While the Biden administration is clamoring to broker an eleventh-hour deal to carve out better compensation, working conditions, and benefits for rail workers, agencies are already bracing for shutdowns. The four largest railroad systems in the U.S. have started curtailing rail service to avoid passengers and goods from being stranded in transit in the event that no deal is breached and thousands of workers walk off site.
The stakes are extremely high because rail transports approximately two-fifths of long-distance American freight and one-third of exports. A nationwide strike would cost the American economy a staggering $2 billion a day, according to a new report from the Association of American Railroads.

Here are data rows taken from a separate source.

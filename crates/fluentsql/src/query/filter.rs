//! WHERE-family methods.
//!
//! The first condition opens the clause with `WHERE`; later ones continue it
//! with `AND`, or `OR` for the `or_` variants.

use super::Query;
use crate::clause::{Clause, Conj};
use crate::dialect::{LikeMatch, placeholders};
use crate::error::{QueryError, QueryResult};
use serde_json::Value;

impl<C> Query<C> {
    /// Emit the WHERE connector followed by `condition`.
    fn condition(&mut self, conj: Conj, condition: &str) -> &mut Self {
        self.open(Clause::Where, conj);
        self.push(condition);
        self
    }

    fn compare(&mut self, conj: Conj, col: &str, op: &str, value: Value) -> QueryResult<&mut Self> {
        let op = self.operator(op)?;
        self.condition(conj, &format!("{col} {op} ?"));
        self.params.push(value);
        Ok(self)
    }

    fn compare_query(&mut self, conj: Conj, col: &str, op: &str, sub: &Query<C>) -> QueryResult<&mut Self> {
        let op = self.operator(op)?;
        self.guard(sub)?;
        self.open(Clause::Where, conj);
        self.push_wrapped(&format!("{col} {op}"), sub, "");
        Ok(self)
    }

    // ==================== Comparison ====================

    /// `WHERE col op ?` / `AND col op ?`
    ///
    /// `op` must be one of `=`, `!=`, `<`, `<=`, `<=>`, `>`, `>=`.
    pub fn and_where(&mut self, col: &str, op: &str, value: impl Into<Value>) -> QueryResult<&mut Self> {
        self.compare(Conj::And, col, op, value.into())
    }

    /// `WHERE col op ?` / `OR col op ?`
    pub fn or_where(&mut self, col: &str, op: &str, value: impl Into<Value>) -> QueryResult<&mut Self> {
        self.compare(Conj::Or, col, op, value.into())
    }

    /// `WHERE col op ( sub )`
    pub fn where_query(&mut self, col: &str, op: &str, sub: &Query<C>) -> QueryResult<&mut Self> {
        self.compare_query(Conj::And, col, op, sub)
    }

    /// `OR col op ( sub )`
    pub fn or_where_query(&mut self, col: &str, op: &str, sub: &Query<C>) -> QueryResult<&mut Self> {
        self.compare_query(Conj::Or, col, op, sub)
    }

    /// Raw condition with its own parameters.
    pub fn where_raw<I, V>(&mut self, condition: &str, params: I) -> QueryResult<&mut Self>
    where
        I: IntoIterator<Item = V>,
        V: Into<Value>,
    {
        let params: Vec<Value> = params.into_iter().map(Into::into).collect();
        let placeholders = crate::script::count_placeholders(self.dialect.syntax(), condition);
        if placeholders != params.len() {
            return Err(QueryError::ParamMismatch {
                placeholders,
                params: params.len(),
            });
        }
        self.condition(Conj::And, condition);
        self.params.extend(params);
        Ok(self)
    }

    // ==================== Date / time ====================

    fn compare_date(&mut self, conj: Conj, time: bool, col: &str, op: &str, value: &str) -> QueryResult<&mut Self> {
        let op = self.operator(op)?;
        let expr = if time {
            self.dialect.time_filter(col)
        } else {
            self.dialect.date_filter(col)
        };
        self.condition(conj, &format!("{expr} {op} ?"));
        self.params.push(Value::String(value.to_string()));
        Ok(self)
    }

    /// Compare the date part of `col` (`DATE(col)` / `CAST(col AS DATE)`).
    pub fn where_date(&mut self, col: &str, op: &str, value: &str) -> QueryResult<&mut Self> {
        self.compare_date(Conj::And, false, col, op, value)
    }

    pub fn or_where_date(&mut self, col: &str, op: &str, value: &str) -> QueryResult<&mut Self> {
        self.compare_date(Conj::Or, false, col, op, value)
    }

    /// Compare the time part of `col` (`TIME(col)` / `CAST(col AS TIME)`).
    pub fn where_time(&mut self, col: &str, op: &str, value: &str) -> QueryResult<&mut Self> {
        self.compare_date(Conj::And, true, col, op, value)
    }

    pub fn or_where_time(&mut self, col: &str, op: &str, value: &str) -> QueryResult<&mut Self> {
        self.compare_date(Conj::Or, true, col, op, value)
    }

    // ==================== NULL / boolean ====================

    pub fn where_null(&mut self, col: &str) -> &mut Self {
        self.condition(Conj::And, &format!("{col} IS NULL"))
    }

    pub fn or_where_null(&mut self, col: &str) -> &mut Self {
        self.condition(Conj::Or, &format!("{col} IS NULL"))
    }

    pub fn where_not_null(&mut self, col: &str) -> &mut Self {
        self.condition(Conj::And, &format!("{col} IS NOT NULL"))
    }

    pub fn or_where_not_null(&mut self, col: &str) -> &mut Self {
        self.condition(Conj::Or, &format!("{col} IS NOT NULL"))
    }

    pub fn where_true(&mut self, col: &str) -> &mut Self {
        self.condition(Conj::And, &format!("{col} = TRUE"))
    }

    pub fn or_where_true(&mut self, col: &str) -> &mut Self {
        self.condition(Conj::Or, &format!("{col} = TRUE"))
    }

    pub fn where_false(&mut self, col: &str) -> &mut Self {
        self.condition(Conj::And, &format!("{col} = FALSE"))
    }

    pub fn or_where_false(&mut self, col: &str) -> &mut Self {
        self.condition(Conj::Or, &format!("{col} = FALSE"))
    }

    // ==================== IN / BETWEEN ====================

    fn in_list<I, V>(&mut self, conj: Conj, col: &str, keyword: &str, values: I) -> &mut Self
    where
        I: IntoIterator<Item = V>,
        V: Into<Value>,
    {
        let values: Vec<Value> = values.into_iter().map(Into::into).collect();
        if values.is_empty() {
            let always = if keyword == "IN" {
                format!("{col} IN (NULL)")
            } else {
                format!("({col} IS NULL OR {col} IS NOT NULL)")
            };
            self.condition(conj, &always);
        } else {
            self.condition(conj, &format!("{col} {keyword} ({})", placeholders(values.len())));
            self.params.extend(values);
        }
        self
    }

    fn in_query(&mut self, conj: Conj, col: &str, keyword: &str, sub: &Query<C>) -> QueryResult<&mut Self> {
        self.guard(sub)?;
        self.open(Clause::Where, conj);
        self.push_wrapped(&format!("{col} {keyword}"), sub, "");
        Ok(self)
    }

    /// `col IN (?,?,..)`. An empty list matches no rows.
    pub fn where_in<I, V>(&mut self, col: &str, values: I) -> &mut Self
    where
        I: IntoIterator<Item = V>,
        V: Into<Value>,
    {
        self.in_list(Conj::And, col, "IN", values)
    }

    pub fn or_where_in<I, V>(&mut self, col: &str, values: I) -> &mut Self
    where
        I: IntoIterator<Item = V>,
        V: Into<Value>,
    {
        self.in_list(Conj::Or, col, "IN", values)
    }

    /// `col NOT IN (?,?,..)`. An empty list matches every row.
    pub fn where_not_in<I, V>(&mut self, col: &str, values: I) -> &mut Self
    where
        I: IntoIterator<Item = V>,
        V: Into<Value>,
    {
        self.in_list(Conj::And, col, "NOT IN", values)
    }

    pub fn or_where_not_in<I, V>(&mut self, col: &str, values: I) -> &mut Self
    where
        I: IntoIterator<Item = V>,
        V: Into<Value>,
    {
        self.in_list(Conj::Or, col, "NOT IN", values)
    }

    /// `col IN ( sub )`
    pub fn where_in_query(&mut self, col: &str, sub: &Query<C>) -> QueryResult<&mut Self> {
        self.in_query(Conj::And, col, "IN", sub)
    }

    /// `col NOT IN ( sub )`
    pub fn where_not_in_query(&mut self, col: &str, sub: &Query<C>) -> QueryResult<&mut Self> {
        self.in_query(Conj::And, col, "NOT IN", sub)
    }

    fn between(&mut self, conj: Conj, col: &str, low: Value, high: Value) -> &mut Self {
        self.condition(conj, &format!("{col} BETWEEN ? AND ?"));
        self.params.push(low);
        self.params.push(high);
        self
    }

    /// `col BETWEEN ? AND ?`
    pub fn where_between(&mut self, col: &str, low: impl Into<Value>, high: impl Into<Value>) -> &mut Self {
        self.between(Conj::And, col, low.into(), high.into())
    }

    pub fn or_where_between(&mut self, col: &str, low: impl Into<Value>, high: impl Into<Value>) -> &mut Self {
        self.between(Conj::Or, col, low.into(), high.into())
    }

    // ==================== LIKE ====================

    fn like(&mut self, conj: Conj, col: &str, value: &str, matching: LikeMatch) -> &mut Self {
        let pattern = self.dialect.like(value, matching);
        self.condition(conj, &format!("{col} LIKE {}", pattern.sql));
        self.params.extend(pattern.params);
        self
    }

    /// `col` contains `value`.
    pub fn where_like(&mut self, col: &str, value: &str) -> &mut Self {
        self.like(Conj::And, col, value, LikeMatch::Contains)
    }

    pub fn or_where_like(&mut self, col: &str, value: &str) -> &mut Self {
        self.like(Conj::Or, col, value, LikeMatch::Contains)
    }

    /// `col` starts with `value`.
    pub fn where_starts(&mut self, col: &str, value: &str) -> &mut Self {
        self.like(Conj::And, col, value, LikeMatch::StartsWith)
    }

    pub fn or_where_starts(&mut self, col: &str, value: &str) -> &mut Self {
        self.like(Conj::Or, col, value, LikeMatch::StartsWith)
    }

    /// `col` ends with `value`.
    pub fn where_ends(&mut self, col: &str, value: &str) -> &mut Self {
        self.like(Conj::And, col, value, LikeMatch::EndsWith)
    }

    pub fn or_where_ends(&mut self, col: &str, value: &str) -> &mut Self {
        self.like(Conj::Or, col, value, LikeMatch::EndsWith)
    }

    // ==================== JSON ====================

    fn json_contains_condition(&mut self, conj: Conj, doc: &str, path: &str, value: &Value) -> &mut Self {
        let fragment = self.dialect.json_contains(doc, path, value);
        self.open(Clause::Where, conj);
        self.push_fragment(fragment);
        self
    }

    /// Filter on the value at `path` in `doc` containing `value`.
    pub fn where_json_contains(&mut self, doc: &str, path: &str, value: &Value) -> &mut Self {
        self.json_contains_condition(Conj::And, doc, path, value)
    }

    pub fn or_where_json_contains(&mut self, doc: &str, path: &str, value: &Value) -> &mut Self {
        self.json_contains_condition(Conj::Or, doc, path, value)
    }
}
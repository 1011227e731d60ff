//! Statement factory: shared configuration, fresh statements.

use crate::client::Driver;
use crate::config::BuilderConfig;
use crate::dialect::Dialect;
use crate::error::QueryResult;
use crate::query::Query;
use crate::tables::TableRegistry;
use std::fmt;
use std::sync::Arc;

/// Produces independent [`Query`] builders over one driver, dialect and table registry.
///
/// Every statement from [`query`](Self::query) starts empty; only the shared
/// configuration is carried over. The driver is shared by reference between
/// all statements, so interleaving statements on one connection (and the
/// transaction scope that implies) is up to the caller.
///
/// # Example
/// ```ignore
/// let mut tables = TableRegistry::new(IdentStyle::DoubleQuote);
/// tables.add_table("users", ["id", "username", "email"]);
///
/// let factory = StatementFactory::new(client, PostgresDialect, tables);
/// let users = factory
///     .query()
///     .select("id, username")
///     .from(&factory.tables().table("users")?)
///     .fetch_result()
///     .await?;
/// ```
pub struct StatementFactory<C> {
    driver: Arc<C>,
    dialect: Arc<dyn Dialect>,
    tables: Arc<TableRegistry>,
    config: Arc<BuilderConfig>,
}

impl<C> Clone for StatementFactory<C> {
    fn clone(&self) -> Self {
        Self {
            driver: Arc::clone(&self.driver),
            dialect: Arc::clone(&self.dialect),
            tables: Arc::clone(&self.tables),
            config: Arc::clone(&self.config),
        }
    }
}

impl<C> fmt::Debug for StatementFactory<C> {
    fn fmt(&self, f: &mut fmt::Formatter<'_>) -> fmt::Result {
        f.debug_struct("StatementFactory")
            .field("dialect", &self.dialect.name())
            .field("tables", &self.tables)
            .field("config", &self.config)
            .finish_non_exhaustive()
    }
}

impl<C: Driver> StatementFactory<C> {
    /// Create a factory with the default [`BuilderConfig`].
    pub fn new(driver: C, dialect: impl Dialect + 'static, tables: TableRegistry) -> Self {
        Self::with_config(driver, dialect, tables, BuilderConfig::default())
    }

    /// Create a factory with an explicit [`BuilderConfig`].
    ///
    /// The registry is switched to the dialect's quoting style so registry
    /// columns and dialect-rendered clauses agree.
    pub fn with_config(
        driver: C,
        dialect: impl Dialect + 'static,
        mut tables: TableRegistry,
        config: BuilderConfig,
    ) -> Self {
        let style = dialect.ident_style();
        if tables.style() != style {
            tracing::warn!(
                target: "fluentsql::sql",
                dialect = dialect.name(),
                registry = ?tables.style(),
                dialect_style = ?style,
                "table registry quoting differs from the dialect; using the dialect's"
            );
            tables.set_style(style);
        }
        Self {
            driver: Arc::new(driver),
            dialect: Arc::new(dialect),
            tables: Arc::new(tables),
            config: Arc::new(config),
        }
    }

    /// A fresh, empty statement.
    pub fn query(&self) -> Query<C> {
        Query::new(
            Arc::clone(&self.driver),
            Arc::clone(&self.dialect),
            Arc::clone(&self.tables),
            Arc::clone(&self.config),
        )
    }

    pub async fn begin(&self) -> QueryResult<()> {
        self.driver.begin().await
    }

    pub async fn commit(&self) -> QueryResult<()> {
        self.driver.commit().await
    }

    pub async fn rollback(&self) -> QueryResult<()> {
        self.driver.rollback().await
    }
}

impl<C> StatementFactory<C> {
    pub fn tables(&self) -> &TableRegistry {
        &self.tables
    }

    /// Mutable access to the table registry.
    ///
    /// Statements already handed out keep the registry they were created with.
    pub fn tables_mut(&mut self) -> &mut TableRegistry {
        Arc::make_mut(&mut self.tables)
    }

    pub fn dialect(&self) -> &dyn Dialect {
        self.dialect.as_ref()
    }

    pub fn driver(&self) -> &C {
        &self.driver
    }

    pub fn config(&self) -> &BuilderConfig {
        &self.config
    }
}
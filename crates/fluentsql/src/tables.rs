//! Table registry: known tables, their columns, and column-list rendering.
//!
//! # Example
//! ```ignore
//! use fluentsql::{IdentStyle, TableRegistry};
//!
//! let mut tables = TableRegistry::new(IdentStyle::DoubleQuote);
//! tables
//!     .add_table("users", ["id", "username", "email"])
//!     .add_table("posts", ["id", "user_id", "title"]);
//!
//! assert_eq!(tables.table("users")?, "users");
//! assert_eq!(
//!     tables.pick([("users", ["id", "username"])])?,
//!     r#""users"."id", "users"."username""#
//! );
//! # Ok::<(), fluentsql::QueryError>(())
//! ```

use crate::error::{QueryError, QueryResult};
use crate::ident::IdentStyle;
use serde_json::Value;

#[derive(Debug, Clone)]
struct TableEntry {
    name: String,
    columns: Vec<String>,
}

impl TableEntry {
    fn has(&self, column: &str) -> bool {
        self.columns.iter().any(|c| c == column)
    }
}

/// Registered tables, their columns and the active table prefix.
#[derive(Debug, Clone)]
pub struct TableRegistry {
    style: IdentStyle,
    prefix: String,
    tables: Vec<TableEntry>,
}

impl TableRegistry {
    /// Create an empty registry using the given quoting style.
    pub fn new(style: IdentStyle) -> Self {
        Self {
            style,
            prefix: String::new(),
            tables: Vec::new(),
        }
    }

    /// Create an empty registry with a table prefix.
    pub fn with_prefix(style: IdentStyle, prefix: impl Into<String>) -> Self {
        Self {
            style,
            prefix: prefix.into(),
            tables: Vec::new(),
        }
    }

    /// Quoting style used for rendered columns.
    pub fn style(&self) -> IdentStyle {
        self.style
    }

    /// Change the quoting style. Only names resolved afterwards are affected.
    pub fn set_style(&mut self, style: IdentStyle) -> &mut Self {
        self.style = style;
        self
    }

    /// Current table prefix.
    pub fn prefix(&self) -> &str {
        &self.prefix
    }

    /// Change the table prefix. Only names resolved afterwards are affected.
    pub fn set_prefix(&mut self, prefix: impl Into<String>) -> &mut Self {
        self.prefix = prefix.into();
        self
    }

    /// Register (or replace) a table and its columns.
    ///
    /// Duplicate column names are collapsed; first occurrence wins the
    /// enumeration position.
    pub fn add_table<I, S>(&mut self, name: impl Into<String>, columns: I) -> &mut Self
    where
        I: IntoIterator<Item = S>,
        S: Into<String>,
    {
        let name = name.into();
        let mut cols: Vec<String> = Vec::new();
        for col in columns {
            let col = col.into();
            if !cols.contains(&col) {
                cols.push(col);
            }
        }

        match self.tables.iter_mut().find(|t| t.name == name) {
            Some(entry) => entry.columns = cols,
            None => self.tables.push(TableEntry {
                name,
                columns: cols,
            }),
        }
        self
    }

    fn entry(&self, name: &str) -> Option<&TableEntry> {
        self.tables.iter().find(|t| t.name == name)
    }

    /// Whether `name` is a registered table.
    pub fn is_table(&self, name: &str) -> bool {
        self.entry(name).is_some()
    }

    /// Whether `table` is registered and has `column`.
    pub fn has_column(&self, table: &str, column: &str) -> bool {
        self.entry(table).is_some_and(|t| t.has(column))
    }

    /// Registered columns of `table`, in insertion order.
    pub fn columns(&self, table: &str) -> Option<&[String]> {
        self.entry(table).map(|t| t.columns.as_slice())
    }

    /// Registered table names, in insertion order.
    pub fn tables(&self) -> impl Iterator<Item = &str> {
        self.tables.iter().map(|t| t.name.as_str())
    }

    /// Resolve a registered table to its prefixed name.
    pub fn table(&self, name: &str) -> QueryResult<String> {
        if self.is_table(name) {
            Ok(format!("{}{}", self.prefix, name))
        } else {
            Err(QueryError::UnknownTable(name.to_string()))
        }
    }

    /// Quote `column`, qualified by `table` when it is non-empty.
    pub fn transform_table_column(&self, table: &str, column: &str) -> String {
        self.style.quote_table_column(table, column)
    }

    /// Render the requested columns of each table.
    ///
    /// Columns that are not registered for their table are skipped.
    pub fn pick<T, C, S>(&self, table_to_columns: impl IntoIterator<Item = (T, C)>) -> QueryResult<String>
    where
        T: AsRef<str>,
        C: IntoIterator<Item = S>,
        S: AsRef<str>,
    {
        let mut out = String::new();
        for (table, columns) in table_to_columns {
            let table = table.as_ref();
            let prefixed = self.table(table)?;
            let entry = self.entry(table);
            for col in columns {
                let col = col.as_ref();
                if entry.is_some_and(|t| t.has(col)) {
                    self.push_column(&mut out, &prefixed, col);
                }
            }
        }
        Ok(out)
    }

    /// Render every registered column of each table except the listed ones.
    pub fn except<T, C, S>(&self, table_to_columns: impl IntoIterator<Item = (T, C)>) -> QueryResult<String>
    where
        T: AsRef<str>,
        C: IntoIterator<Item = S>,
        S: AsRef<str>,
    {
        let mut out = String::new();
        for (table, columns) in table_to_columns {
            let table = table.as_ref();
            let prefixed = self.table(table)?;
            let excluded: Vec<S> = columns.into_iter().collect();
            if let Some(entry) = self.entry(table) {
                for col in &entry.columns {
                    if excluded.iter().any(|e| e.as_ref() == col) {
                        continue;
                    }
                    self.push_column(&mut out, &prefixed, col);
                }
            }
        }
        Ok(out)
    }

    /// [`pick`](Self::pick) for a single table.
    pub fn pick_table<C, S>(&self, table: &str, columns: C) -> QueryResult<String>
    where
        C: IntoIterator<Item = S>,
        S: AsRef<str>,
    {
        self.pick([(table, columns)])
    }

    /// [`except`](Self::except) for a single table.
    pub fn except_table<C, S>(&self, table: &str, columns: C) -> QueryResult<String>
    where
        C: IntoIterator<Item = S>,
        S: AsRef<str>,
    {
        self.except([(table, columns)])
    }

    /// A single quoted column of a registered table (empty if unregistered column).
    pub fn column(&self, table: &str, column: &str) -> QueryResult<String> {
        self.pick([(table, [column])])
    }

    /// Every column of every registered table.
    pub fn all_columns(&self) -> String {
        let mut out = String::new();
        for entry in &self.tables {
            let prefixed = format!("{}{}", self.prefix, entry.name);
            for col in &entry.columns {
                self.push_column(&mut out, &prefixed, col);
            }
        }
        out
    }

    /// [`pick`](Self::pick) driven by a JSON object such as `{"users": ["id", "email"]}`.
    pub fn pick_value(&self, table_to_columns: &Value) -> QueryResult<String> {
        self.pick(json_column_map(table_to_columns)?)
    }

    /// [`except`](Self::except) driven by a JSON object such as `{"users": ["password"]}`.
    pub fn except_value(&self, table_to_columns: &Value) -> QueryResult<String> {
        self.except(json_column_map(table_to_columns)?)
    }

    fn push_column(&self, out: &mut String, table: &str, column: &str) {
        if !out.is_empty() {
            out.push_str(", ");
        }
        self.style.write_table_column(out, table, column);
    }
}

fn json_column_map(value: &Value) -> QueryResult<Vec<(&str, Vec<&str>)>> {
    let Value::Object(map) = value else {
        return Err(QueryError::usage("table-to-columns mapping should be an object"));
    };

    let mut out = Vec::with_capacity(map.len());
    for (table, columns) in map {
        let Value::Array(columns) = columns else {
            return Err(QueryError::usage(format!(
                "Column to pick for `{table}` should be an array"
            )));
        };
        let mut names = Vec::with_capacity(columns.len());
        for col in columns {
            match col {
                Value::String(s) => names.push(s.as_str()),
                other => {
                    return Err(QueryError::usage(format!(
                        "Column names for `{table}` should be strings, got {other}"
                    )));
                }
            }
        }
        out.push((table.as_str(), names));
    }
    Ok(out)
}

There’s no doubt that a U.S. rail strike will have far-reaching effects, and unfortunately, real estate is not immune. Commercial construction is burgeoning at a record rate in many of America’s major cities, and a rail strike would directly threaten construction projects as builders will inevitably encounter delays and price hikes on lumber and raw materials. While President Biden just announced that a tentative strike deal was reached following all-night talks into the wee hours of this morning, let’s cross our fingers that negotiations can be finalized before the clock strikes twelve on Friday, lest real estate construction be mired in yet another supply chain crisis.